_About this exercise_: From the entries that follow, reproduce exactly and only the lines from the line with "to the store." to the line with "pub fn zone_map(&self, id: &PlayerId, zone: Zone)", endpoints included.

Entries taken from a collection
= = = = = = =
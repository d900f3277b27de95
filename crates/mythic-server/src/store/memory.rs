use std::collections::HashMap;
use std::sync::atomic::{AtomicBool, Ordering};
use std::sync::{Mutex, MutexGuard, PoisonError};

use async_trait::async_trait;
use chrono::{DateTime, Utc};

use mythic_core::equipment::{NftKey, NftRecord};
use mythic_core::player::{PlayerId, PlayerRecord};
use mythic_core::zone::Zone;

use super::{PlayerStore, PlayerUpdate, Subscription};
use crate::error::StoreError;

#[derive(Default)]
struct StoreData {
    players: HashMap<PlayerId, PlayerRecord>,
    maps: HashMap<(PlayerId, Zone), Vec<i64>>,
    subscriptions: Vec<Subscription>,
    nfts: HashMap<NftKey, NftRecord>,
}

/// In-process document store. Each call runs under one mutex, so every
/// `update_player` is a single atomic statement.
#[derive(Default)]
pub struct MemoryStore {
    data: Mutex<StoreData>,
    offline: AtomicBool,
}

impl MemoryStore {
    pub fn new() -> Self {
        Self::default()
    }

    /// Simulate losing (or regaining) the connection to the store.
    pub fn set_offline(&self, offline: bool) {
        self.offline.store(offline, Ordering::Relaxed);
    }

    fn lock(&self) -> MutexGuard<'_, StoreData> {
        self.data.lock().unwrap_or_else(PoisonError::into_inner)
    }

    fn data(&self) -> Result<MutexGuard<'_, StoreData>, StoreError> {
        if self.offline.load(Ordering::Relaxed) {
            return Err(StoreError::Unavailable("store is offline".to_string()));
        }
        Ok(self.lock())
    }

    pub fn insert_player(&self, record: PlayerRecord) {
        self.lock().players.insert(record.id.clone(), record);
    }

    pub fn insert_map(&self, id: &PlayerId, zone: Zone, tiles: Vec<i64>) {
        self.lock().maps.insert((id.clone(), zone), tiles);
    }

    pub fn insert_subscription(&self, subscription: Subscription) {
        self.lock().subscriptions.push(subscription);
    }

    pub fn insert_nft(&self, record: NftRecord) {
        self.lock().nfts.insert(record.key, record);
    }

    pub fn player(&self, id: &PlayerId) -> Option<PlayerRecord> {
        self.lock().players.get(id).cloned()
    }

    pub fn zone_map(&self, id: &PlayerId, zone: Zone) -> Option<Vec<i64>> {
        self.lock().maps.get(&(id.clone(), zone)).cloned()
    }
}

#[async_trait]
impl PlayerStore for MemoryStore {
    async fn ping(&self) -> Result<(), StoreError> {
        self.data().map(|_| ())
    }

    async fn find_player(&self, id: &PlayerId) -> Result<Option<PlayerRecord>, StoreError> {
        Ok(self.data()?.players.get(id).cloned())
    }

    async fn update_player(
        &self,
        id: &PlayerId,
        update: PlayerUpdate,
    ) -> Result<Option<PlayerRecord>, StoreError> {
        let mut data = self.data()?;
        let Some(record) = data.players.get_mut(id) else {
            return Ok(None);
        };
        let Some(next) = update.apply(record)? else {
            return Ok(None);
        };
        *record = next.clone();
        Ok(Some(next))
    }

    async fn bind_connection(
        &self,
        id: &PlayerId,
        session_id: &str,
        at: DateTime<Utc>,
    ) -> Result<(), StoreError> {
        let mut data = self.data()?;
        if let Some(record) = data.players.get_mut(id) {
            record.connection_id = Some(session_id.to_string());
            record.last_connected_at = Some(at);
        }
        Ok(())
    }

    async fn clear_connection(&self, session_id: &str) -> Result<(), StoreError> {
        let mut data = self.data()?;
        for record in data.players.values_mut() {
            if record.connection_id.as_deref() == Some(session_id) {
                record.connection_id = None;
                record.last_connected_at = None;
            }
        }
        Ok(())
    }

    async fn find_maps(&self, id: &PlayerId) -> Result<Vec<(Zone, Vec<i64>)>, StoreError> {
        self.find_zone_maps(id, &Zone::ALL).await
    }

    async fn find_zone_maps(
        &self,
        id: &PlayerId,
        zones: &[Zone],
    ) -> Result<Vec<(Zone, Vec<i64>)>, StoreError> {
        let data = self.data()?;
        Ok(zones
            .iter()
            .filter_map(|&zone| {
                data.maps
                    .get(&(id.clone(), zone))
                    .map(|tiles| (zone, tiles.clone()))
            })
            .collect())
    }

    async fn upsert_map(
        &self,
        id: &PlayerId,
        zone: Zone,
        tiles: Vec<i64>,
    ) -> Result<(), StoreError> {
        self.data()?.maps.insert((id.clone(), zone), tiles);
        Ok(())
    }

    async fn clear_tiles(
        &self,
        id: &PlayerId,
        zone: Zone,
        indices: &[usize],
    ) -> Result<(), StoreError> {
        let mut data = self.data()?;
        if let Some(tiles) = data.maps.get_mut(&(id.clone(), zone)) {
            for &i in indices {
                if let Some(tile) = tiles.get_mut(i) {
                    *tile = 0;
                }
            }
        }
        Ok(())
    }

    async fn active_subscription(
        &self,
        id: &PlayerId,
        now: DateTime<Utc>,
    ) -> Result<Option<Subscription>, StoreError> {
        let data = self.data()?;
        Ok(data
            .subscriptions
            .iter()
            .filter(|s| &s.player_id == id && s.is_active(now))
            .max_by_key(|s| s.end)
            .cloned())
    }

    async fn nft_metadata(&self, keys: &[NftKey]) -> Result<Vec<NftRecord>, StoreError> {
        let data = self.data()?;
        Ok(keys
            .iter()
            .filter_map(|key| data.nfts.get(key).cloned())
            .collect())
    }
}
= = = = = = =
_Solution below_:
    /// Simulate losing (or regaining) the connection to the store.
    pub fn set_offline(&self, offline: bool) {
        self.offline.store(offline, Ordering::Relaxed);
    }

    fn lock(&self) -> MutexGuard<'_, StoreData> {
        self.data.lock().unwrap_or_else(PoisonError::into_inner)
    }

    fn data(&self) -> Result<MutexGuard<'_, StoreData>, StoreError> {
        if self.offline.load(Ordering::Relaxed) {
            return Err(StoreError::Unavailable("store is offline".to_string()));
        }
        Ok(self.lock())
    }

    pub fn insert_player(&self, record: PlayerRecord) {
        self.lock().players.insert(record.id.clone(), record);
    }

    pub fn insert_map(&self, id: &PlayerId, zone: Zone, tiles: Vec<i64>) {
        self.lock().maps.insert((id.clone(), zone), tiles);
    }

    pub fn insert_subscription(&self, subscription: Subscription) {
        self.lock().subscriptions.push(subscription);
    }

    pub fn insert_nft(&self, record: NftRecord) {
        self.lock().nfts.insert(record.key, record);
    }

    pub fn player(&self, id: &PlayerId) -> Option<PlayerRecord> {
        self.lock().players.get(id).cloned()
    }

    pub fn zone_map(&self, id: &PlayerId, zone: Zone) -> Option<Vec<i64>> {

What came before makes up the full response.